● **YOUR ASSIGNMENT**
Should a line in the entries below contain "trimmed", return that line.

● **SOURCE INFORMATION**

Start of Block

//! Purpose: `dockerdb-reader` CLI entry point.
//! Role: Binary crate root; parses args, opens the database, prints the JSON dump on stdout.
//! Invariants: stdout carries only the JSON document (or the missing-file message).
//! Invariants: Non-interactive errors are emitted as JSON on stderr; logs go to stderr.
//! Invariants: Process exit code is derived from `to_exit_code`.
//! Invariants: The database handle is closed exactly once; close failures are fatal.
#![allow(clippy::result_large_err)]
use std::ffi::OsString;
use std::io::{self, IsTerminal, Write};
use std::path::{Path, PathBuf};

use clap::{Parser, ValueEnum, ValueHint, error::ErrorKind as ClapErrorKind};
use serde_json::{Map, Value, json};
use std::error::Error as StdError;
use tracing::debug;
use tracing_subscriber::EnvFilter;

mod color_json;

use color_json::colorize_dump;
use dockerdb_reader::core::db::Db;
use dockerdb_reader::core::error::{Error, ErrorKind, to_exit_code};
use dockerdb_reader::dump::{Dump, ReadPolicy, dump_database, render};

#[derive(Copy, Clone, Debug)]
struct RunOutcome {
    exit_code: i32,
}

impl RunOutcome {
    fn ok() -> Self {
        Self { exit_code: 0 }
    }

    fn with_code(exit_code: i32) -> Self {
        Self { exit_code }
    }
}

fn main() {
    let exit_code = match run(std::env::args_os()) {
        Ok(outcome) => outcome.exit_code,
        Err((err, color_mode)) => {
            emit_error(&err, color_mode);
            to_exit_code(err.kind())
        }
    };
    std::process::exit(exit_code);
}

fn run<I>(args: I) -> Result<RunOutcome, (Error, ColorMode)>
where
    I: IntoIterator<Item = OsString>,
{
    let cli = match Cli::try_parse_from(args) {
        Ok(cli) => cli,
        Err(err) => match err.kind() {
            ClapErrorKind::DisplayHelp | ClapErrorKind::DisplayVersion => {
                err.print().map_err(|io_err| {
                    (
                        Error::new(ErrorKind::Io)
                            .with_message("failed to write help")
                            .with_source(io_err),
                        ColorMode::Auto,
                    )
                })?;
                return Ok(RunOutcome::with_code(0));
            }
            ClapErrorKind::MissingRequiredArgument => {
                return Err((
                    Error::new(ErrorKind::Usage)
                        .with_message("missing argument: the path of a database file is required")
                        .with_hint("Try `dockerdb-reader /var/lib/docker/network/files/local-kv.db`."),
                    ColorMode::Auto,
                ));
            }
            _ => {
                return Err((
                    Error::new(ErrorKind::Usage)
                        .with_message(clap_error_summary(&err))
                        .with_hint("Try `dockerdb-reader --help`."),
                    ColorMode::Auto,
                ));
            }
        },
    };

    init_tracing();
    if !cli.extra.is_empty() {
        debug!(count = cli.extra.len(), "ignoring arguments after the database path");
    }
    let color_mode = cli.color;
    let policy = if cli.strict {
        ReadPolicy::Strict
    } else {
        ReadPolicy::Lenient
    };

    dump_path(&cli.path, policy, color_mode)
        .map_err(add_corrupt_hint)
        .map_err(add_io_hint)
        .map_err(add_internal_hint)
        .map_err(|err| (err, color_mode))
}

#[derive(Parser)]
#[command(
    name = "dockerdb-reader",
    version,
    about = "Dump a Docker bolt metadata database as JSON",
    long_about = None,
    after_help = r#"EXAMPLES
  $ dockerdb-reader /var/lib/docker/network/files/local-kv.db
  $ dockerdb-reader --strict /var/lib/docker/volumes/metadata.db | jq 'keys'

Each bucket becomes a JSON object mapping record keys to their values, with
leading framing bytes removed. Set RUST_LOG=debug for read diagnostics on stderr."#
)]
struct Cli {
    #[arg(help = "Path of the bolt database file", value_hint = ValueHint::FilePath)]
    path: PathBuf,
    #[arg(
        long,
        help = "Fail with an error instead of printing nothing when a read fails mid-walk"
    )]
    strict: bool,
    #[arg(
        long,
        default_value = "auto",
        value_enum,
        help = "Colorize stderr diagnostics and JSON output: auto|always|never"
    )]
    color: ColorMode,
    /// Anything after the path is accepted and ignored.
    #[arg(hide = true)]
    extra: Vec<OsString>,
}

#[derive(Copy, Clone, Debug, ValueEnum)]
enum ColorMode {
    Auto,
    Always,
    Never,
}

impl ColorMode {
    fn use_color(self, is_tty: bool) -> bool {
        match self {
            ColorMode::Auto => is_tty,
            ColorMode::Always => true,
            ColorMode::Never => false,
        }
    }
}

fn init_tracing() {
    let env_filter = EnvFilter::try_from_default_env().unwrap_or_else(|_| EnvFilter::new("warn"));
    let _ = tracing_subscriber::fmt()
        .with_env_filter(env_filter)
        .with_target(false)
        .with_writer(io::stderr)
        .try_init();
}

fn dump_path(path: &Path, policy: ReadPolicy, color_mode: ColorMode) -> Result<RunOutcome, Error> {
    // Checked up front so a missing path is reported, never created.
    if std::fs::metadata(path).is_err_and(|err| err.kind() == io::ErrorKind::NotFound) {
        println!("stat {}: no such file or directory", path.display());
        return Ok(RunOutcome::ok());
    }

    let db = Db::open(path)?;
    let dumped = dump_database(&db, policy);
    let emitted = match &dumped {
        Ok(dump) => emit_dump(dump.as_ref(), color_mode),
        Err(_) => Ok(()),
    };
    let closed = db.close();

    dumped?;
    emitted?;
    closed?;
    Ok(RunOutcome::ok())
}

fn emit_dump(dump: Option<&Dump>, color_mode: ColorMode) -> Result<(), Error> {
    let mut stdout = io::stdout().lock();
    let use_color = color_mode.use_color(stdout.is_terminal());
    let text = match dump {
        Some(dump) if use_color => colorize_dump(dump, true),
        _ => render(dump)?,
    };
    if text.is_empty() {
        debug!("no document to emit");
        return Ok(());
    }
    stdout
        .write_all(text.as_bytes())
        .and_then(|_| stdout.flush())
        .map_err(|err| {
            Error::new(ErrorKind::Io)
                .with_message("failed to write output")
                .with_source(err)
        })
}

#[derive(Copy, Clone, Debug)]
enum AnsiColor {
    Red,
    Yellow,
}

fn colorize_label(label: &str, enabled: bool, color: AnsiColor) -> String {
    if !enabled {
        return label.to_string();
    }
    let code = match color {
        AnsiColor::Red => "31",
        AnsiColor::Yellow => "33",
    };
    format!("\u{1b}[{code}m{label}\u{1b}[0m")
}

fn emit_error(err: &Error, color_mode: ColorMode) {
    let is_tty = io::stderr().is_terminal();
    if is_tty {
        eprintln!("{}", error_text(err, color_mode.use_color(is_tty)));
        return;
    }

    let value = error_json(err);
    let json = serde_json::to_string(&value).unwrap_or_else(|_| {
        "{\"error\":{\"kind\":\"Internal\",\"message\":\"json encode failed\"}}".to_string()
    });
    eprintln!("{json}");
}

fn error_message(err: &Error) -> String {
    if let Some(message) = err.message() {
        return message.to_string();
    }
    match err.kind() {
        ErrorKind::Internal => "internal error".to_string(),
        ErrorKind::Usage => "usage error".to_string(),
        ErrorKind::NotFound => "not found".to_string(),
        ErrorKind::Busy => "resource is busy".to_string(),
        ErrorKind::Permission => "permission denied".to_string(),
        ErrorKind::Corrupt => "corrupt data".to_string(),
        ErrorKind::Io => "i/o error".to_string(),
    }
}

fn error_causes(err: &Error) -> Vec<String> {
    let mut causes = Vec::new();
    let mut cur = err.source();
    while let Some(source) = cur {
        causes.push(source.to_string());
        cur = source.source();
    }
    causes
}

fn error_json(err: &Error) -> Value {
    let mut inner = Map::new();
    inner.insert("kind".to_string(), json!(format!("{:?}", err.kind())));
    inner.insert("message".to_string(), json!(error_message(err)));
    if let Some(hint) = err.hint() {
        inner.insert("hint".to_string(), json!(hint));
    }
    if let Some(path) = err.path() {
        inner.insert("path".to_string(), json!(path.display().to_string()));
    }
    if let Some(page) = err.page() {
        inner.insert("page".to_string(), json!(page));
    }
    let causes = error_causes(err);
    if !causes.is_empty() {
        inner.insert("causes".to_string(), json!(causes));
    }

    let mut outer = Map::new();
    outer.insert("error".to_string(), Value::Object(inner));
    Value::Object(outer)
}

fn error_text(err: &Error, use_color: bool) -> String {
    let mut lines = Vec::new();
    lines.push(format!(
        "{} {}",
        colorize_label("error:", use_color, AnsiColor::Red),
        error_message(err)
    ));

    if let Some(hint) = err.hint() {
        lines.push(format!(
            "{} {hint}",
            colorize_label("hint:", use_color, AnsiColor::Yellow)
        ));
    }
    if let Some(path) = err.path() {
        lines.push(format!(
            "{} {}",
            colorize_label("path:", use_color, AnsiColor::Yellow),
            path.display()
        ));
    }
    if let Some(page) = err.page() {
        lines.push(format!(
            "{} {page}",
            colorize_label("page:", use_color, AnsiColor::Yellow)
        ));
    }

    let causes = error_causes(err);
    if let Some(cause) = causes.first() {
        lines.push(format!(
            "{} {cause}",
            colorize_label("caused by:", use_color, AnsiColor::Yellow)
        ));
    }

    lines.join("\n")
}

fn add_io_hint(err: Error) -> Error {
    if err.hint().is_some() {
        return err;
    }
    match err.kind() {
        ErrorKind::Permission => {
            err.with_hint("Permission denied. Docker's databases are usually root-owned; retry with sudo.")
        }
        ErrorKind::Busy => err.with_hint(
            "Another process holds the database lock (is dockerd running?). Stop it or inspect a copy of the file.",
        ),
        ErrorKind::Io => err.with_hint("I/O error. Check the path and filesystem."),
        _ => err,
    }
}

fn add_corrupt_hint(err: Error) -> Error {
    if err.kind() != ErrorKind::Corrupt || err.hint().is_some() {
        return err;
    }
    err.with_hint("The file is not a bolt database or is damaged.")
}

fn add_internal_hint(err: Error) -> Error {
    if err.kind() != ErrorKind::Internal || err.hint().is_some() {
        return err;
    }
    err.with_hint(
        "Unexpected internal failure. Retry with RUST_BACKTRACE=1 and share command/context if it persists.",
    )
}

fn clap_error_summary(err: &clap::Error) -> String {
    for line in err.to_string().lines() {
        let trimmed = line.trim();
        if trimmed.is_empty() {
            continue;
        }
        if let Some(rest) = trimmed.strip_prefix("error:") {
            return rest.trim().to_string();
        }
        return trimmed.to_string();
    }
    "invalid arguments".to_string()
}

#[cfg(test)]
mod tests {
    use super::{ColorMode, add_corrupt_hint, add_io_hint, error_json, error_text, run};
    use dockerdb_reader::core::error::{Error, ErrorKind};
    use dockerdb_reader::core::fixture::FixtureBuilder;
    use std::ffi::OsString;

    fn args(list: &[&str]) -> Vec<OsString> {
        list.iter().map(OsString::from).collect()
    }

    #[test]
    fn missing_path_is_a_usage_error() {
        let (err, _) = run(args(&["dockerdb-reader"])).err().expect("usage error");
        assert_eq!(err.kind(), ErrorKind::Usage);
        assert!(err.message().unwrap().contains("missing argument"));
    }

    #[test]
    fn unknown_flag_is_a_usage_error() {
        let (err, _) = run(args(&["dockerdb-reader", "--bogus", "x.db"]))
            .err()
            .expect("usage error");
        assert_eq!(err.kind(), ErrorKind::Usage);
        assert!(err.hint().unwrap().contains("--help"));
    }

    #[test]
    fn arguments_after_the_path_are_ignored() {
        let dir = tempfile::tempdir().expect("tempdir");
        let path = dir.path().join("local-kv.db");
        FixtureBuilder::new()
            .bucket("config", [("version", "v1.0")])
            .write(&path)
            .expect("write");
        let path = path.to_str().expect("utf-8 path");

        let outcome = run(args(&["dockerdb-reader", path, "extra", "more"]))
            .map_err(|(err, _)| err)
            .expect("dump");
        assert_eq!(outcome.exit_code, 0);
        let outcome = run(args(&["dockerdb-reader", "--color", "never", path, "extra"]))
            .map_err(|(err, _)| err)
            .expect("dump");
        assert_eq!(outcome.exit_code, 0);
    }

    #[test]
    fn hints_attach_by_kind() {
        let busy = add_io_hint(Error::new(ErrorKind::Busy));
        assert!(busy.hint().unwrap().contains("dockerd"));
        let corrupt = add_corrupt_hint(Error::new(ErrorKind::Corrupt));
        assert!(corrupt.hint().unwrap().contains("bolt"));
        let kept = add_io_hint(Error::new(ErrorKind::Io).with_hint("custom"));
        assert_eq!(kept.hint(), Some("custom"));
    }

    #[test]
    fn error_json_carries_context() {
        let err = Error::new(ErrorKind::Corrupt)
            .with_message("checksum error")
            .with_path("/tmp/local-kv.db")
            .with_page(3)
            .with_source(std::io::Error::other("boom"));
        let value = error_json(&err);
        let inner = &value["error"];
        assert_eq!(inner["kind"], "Corrupt");
        assert_eq!(inner["message"], "checksum error");
        assert_eq!(inner["path"], "/tmp/local-kv.db");
        assert_eq!(inner["page"], 3);
        assert_eq!(inner["causes"][0], "boom");
    }

    #[test]
    fn error_text_is_plain_without_color() {
        let err = Error::new(ErrorKind::Busy)
            .with_message("database is locked")
            .with_hint("stop dockerd");
        let text = error_text(&err, false);
        assert_eq!(text, "error: database is locked\nhint: stop dockerd");
        assert!(!text.contains('\u{1b}'));
        assert!(!ColorMode::Never.use_color(true));
    }
}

End of Block

● **WRITTEN REPLY**
        let trimmed = line.trim();
        if trimmed.is_empty() {
        if let Some(rest) = trimmed.strip_prefix("error:") {
        return trimmed.to_string();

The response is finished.